#### [Your instructions]
Below are some lines of data. Return all of them as they are.

#### [Dataset content]

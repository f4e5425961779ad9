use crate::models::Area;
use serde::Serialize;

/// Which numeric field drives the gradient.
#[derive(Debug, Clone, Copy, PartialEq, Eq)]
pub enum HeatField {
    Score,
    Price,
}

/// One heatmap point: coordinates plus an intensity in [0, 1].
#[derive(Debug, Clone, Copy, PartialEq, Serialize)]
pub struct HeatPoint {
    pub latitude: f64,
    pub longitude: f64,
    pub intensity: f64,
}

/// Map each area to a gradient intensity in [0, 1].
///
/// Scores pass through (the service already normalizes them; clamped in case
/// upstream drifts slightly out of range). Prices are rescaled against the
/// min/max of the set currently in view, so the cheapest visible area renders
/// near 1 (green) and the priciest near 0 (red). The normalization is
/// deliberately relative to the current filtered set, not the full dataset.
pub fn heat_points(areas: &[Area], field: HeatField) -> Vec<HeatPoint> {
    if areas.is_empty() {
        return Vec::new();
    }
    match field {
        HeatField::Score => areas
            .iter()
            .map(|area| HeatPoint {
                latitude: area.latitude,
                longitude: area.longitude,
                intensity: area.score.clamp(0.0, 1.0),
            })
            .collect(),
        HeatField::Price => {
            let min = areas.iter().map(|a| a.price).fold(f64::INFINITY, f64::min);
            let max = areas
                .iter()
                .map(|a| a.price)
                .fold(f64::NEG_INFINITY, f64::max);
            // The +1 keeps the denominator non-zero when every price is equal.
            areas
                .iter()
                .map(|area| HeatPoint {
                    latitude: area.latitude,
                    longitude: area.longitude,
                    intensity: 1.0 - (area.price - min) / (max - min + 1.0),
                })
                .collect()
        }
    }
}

#### [Solution for this exercise]
repository f4e5425961779ad9
use crate::models::Area;
use serde::Serialize;

/// Which numeric field drives the gradient.
#[derive(Debug, Clone, Copy, PartialEq, Eq)]
pub enum HeatField {
    Score,
    Price,
}

/// One heatmap point: coordinates plus an intensity in [0, 1].
#[derive(Debug, Clone, Copy, PartialEq, Serialize)]
pub struct HeatPoint {
    pub latitude: f64,
    pub longitude: f64,
    pub intensity: f64,
}

/// Map each area to a gradient intensity in [0, 1].
///
/// Scores pass through (the service already normalizes them; clamped in case
/// upstream drifts slightly out of range). Prices are rescaled against the
/// min/max of the set currently in view, so the cheapest visible area renders
/// near 1 (green) and the priciest near 0 (red). The normalization is
/// deliberately relative to the current filtered set, not the full dataset.
pub fn heat_points(areas: &[Area], field: HeatField) -> Vec<HeatPoint> {
    if areas.is_empty() {
        return Vec::new();
    }
    match field {
        HeatField::Score => areas
            .iter()
            .map(|area| HeatPoint {
                latitude: area.latitude,
                longitude: area.longitude,
                intensity: area.score.clamp(0.0, 1.0),
            })
            .collect(),
        HeatField::Price => {
            let min = areas.iter().map(|a| a.price).fold(f64::INFINITY, f64::min);
            let max = areas
                .iter()
                .map(|a| a.price)
                .fold(f64::NEG_INFINITY, f64::max);
            // The +1 keeps the denominator non-zero when every price is equal.
            areas
                .iter()
                .map(|area| HeatPoint {
                    latitude: area.latitude,
                    longitude: area.longitude,
                    intensity: 1.0 - (area.price - min) / (max - min + 1.0),
                })
                .collect()
        }
    }
}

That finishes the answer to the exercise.